The kids like school. I’ll just be honest – the school they attend is like kid learning Disney World. It’s huge, and clean, and it smells like coffee, crayons, and books.
Ava says her teacher is pretty. She’s adjusting, I think. She’s had a couple of bad days where her folder came home sans-smiley-face, but all in all I think she is going to be fine. She’s my little people person – just like her Aunt Amanda. An ambassador to all.
Max, I think, is gearing up to flourish. There are not yet (and fingers crossed, there won’t be) any bullies like there were at West Corinth, and he says he thinks he “almost has” made a friend at school.
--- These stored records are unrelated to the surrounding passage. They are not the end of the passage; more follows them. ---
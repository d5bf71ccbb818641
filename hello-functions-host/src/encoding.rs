//! Encoding and decoding of byte array payloads

use std::convert::Infallible;

/// Required to be implemented by encode error types.
pub trait EncodeError: std::error::Error + 'static {}

impl EncodeError for Infallible {}

impl EncodeError for serde_json::Error {}

/// A payload which can be converted to a vector of bytes
pub trait Encode {
    /// The error type returned when encoding fails.
    type Error: EncodeError;
    /// Convert the payload to a vector of bytes
    fn try_serialize(self) -> Result<Vec<u8>, Self::Error>;
}

impl Encode for Vec<u8> {
    type Error = Infallible;
    fn try_serialize(self) -> Result<Vec<u8>, Self::Error> {
        Ok(self)
    }
}
impl Encode for &[u8] {
    type Error = Infallible;
    fn try_serialize(self) -> Result<Vec<u8>, Self::Error> {
        Ok(self.to_vec())
    }
}
impl Encode for String {
    type Error = Infallible;
    fn try_serialize(self) -> Result<Vec<u8>, Self::Error> {
        Ok(self.into_bytes())
    }
}
impl Encode for &str {
    type Error = Infallible;
    fn try_serialize(self) -> Result<Vec<u8>, Self::Error> {
        Ok(self.as_bytes().to_vec())
    }
}
impl Encode for () {
    type Error = Infallible;
    fn try_serialize(self) -> Result<Vec<u8>, Self::Error> {
        Ok(Vec::new())
    }
}

/// Required to be implemented by extract error types.
pub trait ExtractError: std::error::Error + 'static {}

impl ExtractError for Infallible {}

impl ExtractError for serde_json::Error {}

/// Payload extractor for encodings
pub trait Extract: Sized {
    /// The error type returned when extraction fails.
    type Error: ExtractError;
    /// Convert from a payload to a value
    fn extract(payload: &[u8]) -> Result<Self, Self::Error>;
}

impl Extract for Vec<u8> {
    type Error = Infallible;
    fn extract(payload: &[u8]) -> Result<Self, Self::Error> {
        Ok(payload.to_vec())
    }
}

/// JSON encoding and decoding
pub struct Json<T>(pub T);
impl<T: serde::de::DeserializeOwned> Extract for Json<T> {
    type Error = serde_json::Error;
    fn extract(payload: &[u8]) -> Result<Self, Self::Error> {
        Ok(Json(serde_json::from_slice(payload)?))
    }
}

impl<T: serde::Serialize> Encode for Json<T> {
    type Error = serde_json::Error;
    fn try_serialize(self) -> Result<Vec<u8>, Self::Error> {
        serde_json::to_vec(&self.0)
    }
}

#[cfg(test)]
mod tests {
    use super::*;

    #[derive(serde::Deserialize, serde::Serialize)]
    struct Named {
        name: String,
    }

    #[test]
    fn json_round_trips_named_payloads() {
        let payload = Json(Named {
            name: "kvc".to_string(),
        })
        .try_serialize()
        .unwrap();
        let Json(named) = Json::<Named>::extract(&payload).unwrap();
        assert_eq!(named.name, "kvc");
    }

    #[test]
    fn json_extraction_fails_on_malformed_payloads() {
        assert!(Json::<Named>::extract(b"not a json").is_err());
    }
}
//! `log` adapter for hello Functions
//!
//! This crate adapts [`log`](https://docs.rs/log) to the function host.
//! `log` is a standard logging crate, used widely across the ecosystem.
//! The backend writes formatted, timestamp-enriched lines to standard
//! output, and the provider adapter exposes it through the host's
//! logger-provider capability so startup code can register it as a
//! singleton.
//!
//! You are likely to be interested in the sibling crates:
//! * `hello-functions`: the functions themselves, plus their startup routine.
//! * `hello-functions-host`: the hosting seam the provider plugs into.

use log::SetLoggerError;
use thiserror::Error;

mod console_logger;
mod provider;

pub use console_logger::ConsoleLog;
pub use provider::ConsoleLoggerProvider;

#[derive(Debug, Error)]
pub enum LogConfigError {
    #[error("Failed to initialize console logger: {cause}")]
    ConsoleInit { cause: SetLoggerError },
}

/// Initializes the process-wide logging system with the specified log level.
///
/// You **must** only call this function once.
pub fn configure_logging(level: log::LevelFilter) -> Result<(), LogConfigError> {
    ConsoleLog::init(level).map_err(|e| LogConfigError::ConsoleInit { cause: e })
}

#[cfg(test)]
mod tests {
    use super::*;

    #[test]
    fn logging_configures_once_and_only_once() {
        assert!(configure_logging(log::LevelFilter::Info).is_ok());
        assert!(matches!(
            configure_logging(log::LevelFilter::Info),
            Err(LogConfigError::ConsoleInit { .. })
        ));
    }
}
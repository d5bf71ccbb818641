use std::sync::Arc;

use hello_functions_host::logging::{Logger, LoggerProvider};

use crate::console_logger::ConsoleLog;

/// Adapts a [ConsoleLog] backend to the host's logger-provider capability.
///
/// Startup code registers one provider as a singleton; every logger it
/// creates shares the same backend for the life of the process.
pub struct ConsoleLoggerProvider {
    backend: Arc<ConsoleLog>,
}

impl ConsoleLoggerProvider {
    /// Wraps the given backend.
    pub fn new(backend: Arc<ConsoleLog>) -> Self {
        Self { backend }
    }
}

impl LoggerProvider for ConsoleLoggerProvider {
    fn create_logger(&self, target: &str) -> Arc<dyn Logger> {
        Arc::new(ScopedConsoleLogger {
            backend: self.backend.clone(),
            target: target.to_string(),
        })
    }
}

struct ScopedConsoleLogger {
    backend: Arc<ConsoleLog>,
    target: String,
}

impl Logger for ScopedConsoleLogger {
    fn log(&self, level: log::Level, message: &str) {
        self.backend.emit(level, &self.target, message);
    }
}
use crate::logging::{Logger, SharedLoggerProvider};
use crate::registry::ServiceRegistry;
use crate::{Error, FunctionResult, IntoWebResponse, WebRequest, WebResponse};

/// Runs one function invocation on behalf of the host.
///
/// Resolves the logger provider that startup configuration registered,
/// creates a logger scoped to `target`, and hands both the request and the
/// logger to the handler. The handler's return value is converted through
/// [IntoWebResponse].
///
/// Startup configuration is a precondition: if no provider was registered,
/// the invocation fails with a configuration error and the host should
/// treat its setup as broken rather than retry.
pub fn invoke<TResponse>(
    services: &ServiceRegistry,
    target: &str,
    request: WebRequest,
    handler: fn(request: WebRequest, logger: &dyn Logger) -> TResponse,
) -> FunctionResult<WebResponse>
where
    TResponse: IntoWebResponse,
{
    let provider = services.get::<SharedLoggerProvider>().ok_or_else(|| {
        Error::ConfigurationError("no logger provider registered at startup".to_string())
    })?;
    let logger = provider.create_logger(target);
    Ok(handler(request, logger.as_ref()).response())
}

#[cfg(test)]
mod tests {
    use super::*;
    use std::sync::Arc;
    use std::sync::atomic::{AtomicUsize, Ordering};

    struct CountingLogger {
        entries: Arc<AtomicUsize>,
    }

    impl Logger for CountingLogger {
        fn log(&self, _level: log::Level, _message: &str) {
            self.entries.fetch_add(1, Ordering::Relaxed);
        }
    }

    struct CountingProvider {
        entries: Arc<AtomicUsize>,
    }

    impl crate::logging::LoggerProvider for CountingProvider {
        fn create_logger(&self, _target: &str) -> Arc<dyn Logger> {
            Arc::new(CountingLogger {
                entries: self.entries.clone(),
            })
        }
    }

    fn ping(_request: WebRequest, logger: &dyn Logger) -> &'static str {
        logger.log(log::Level::Info, "ping");
        "pong"
    }

    #[test]
    fn invoke_wires_the_registered_provider_to_the_handler() {
        let entries = Arc::new(AtomicUsize::new(0));
        let mut services = ServiceRegistry::new();
        services.register_singleton::<SharedLoggerProvider>(Arc::new(CountingProvider {
            entries: entries.clone(),
        }));

        let response = invoke(&services, "ping", WebRequest::new(), ping).unwrap();
        assert_eq!(response.status(), 200);
        assert_eq!(response.body(), b"pong");
        assert_eq!(entries.load(Ordering::Relaxed), 1);
    }

    #[test]
    fn invoke_without_startup_configuration_is_an_error() {
        let services = ServiceRegistry::new();
        let result = invoke(&services, "ping", WebRequest::new(), ping);
        assert!(matches!(result, Err(Error::ConfigurationError(_))));
    }
}
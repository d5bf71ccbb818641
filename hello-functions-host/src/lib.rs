#![deny(missing_docs)]

//! Hosting seam for hello Functions
//!
//! This crate holds the types shared between the function host and the
//! functions it invokes: the HTTP request and response values handed across
//! the boundary, the service registry that startup code populates, the
//! logging capabilities, and the invocation plumbing that ties them
//! together.
//!
//! You are likely to be interested in the sibling crates:
//! * `hello-functions`: the functions themselves, plus their startup routine.
//! * `hello-functions-log`: the console `log` backend and provider adapter.

pub mod encoding;
mod error;
mod into_web_response;
mod invoke;
pub mod logging;
pub mod registry;
mod request;
mod response;

pub use error::{Error, FunctionResult};
pub use into_web_response::IntoWebResponse;
pub use invoke::invoke;
pub use request::WebRequest;
pub use response::WebResponse;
It is, I’ve learned, a great badge of honor for Max to call someone his friend. He has played on the playground with several kids, one he even recognized at a ballgame last weekend and played for a while – but none of them apparently qualify as “friends” to him. That’s fine with me. He’s having fun.
Both the kids are crazy about their daycare, where they go after school until Josh or I can pick them up. They have video games and a playground, and it’s in a church, which I think is a bit comforting to both of them – reminiscent of their days at Wheeler Grove. The staff is nice, they help them with their homework and according to Ava’s attachment to many of the crafts she’s brought home from St. Matthew’s, they’re doing a good job.
Josh is settled in to his new job and … well, it’s been something to watch. I think during the whole process of his interview and acceptance and our move south, we both kind of were stuck in a state of shock. A kind of “we must’ve won the luck lottery, when is this going to run out?”
But now I know. This wasn’t luck. He belongs exactly where he is. He didn’t get that job because of someone we knew, or because of some lucky break, or because so-and-so who grew up Episcopalian didn’t apply for whatever reason. He got it because it was his. He was perfect for it, and I’ve been amazed at watching him do something he truly loves.
And me? I’m doing alright. I find out more everyday how much I love my little family, flaws and all. It’s been a big adjustment, going from picking the kids up at school to seeing them when I get home, usually already settled in and doing their homework. I’m tired a lot. I miss the church, I miss the method and the ritual and the sense that I was working for a bigger picture – a grander scheme. I feel sure, though, that as time goes on I’ll relax and find my place here. I hope.
Most of all, more than anything else, I’m proud of us. All of us. We’ve done something that I never thought we would or could do. I’m happy with that.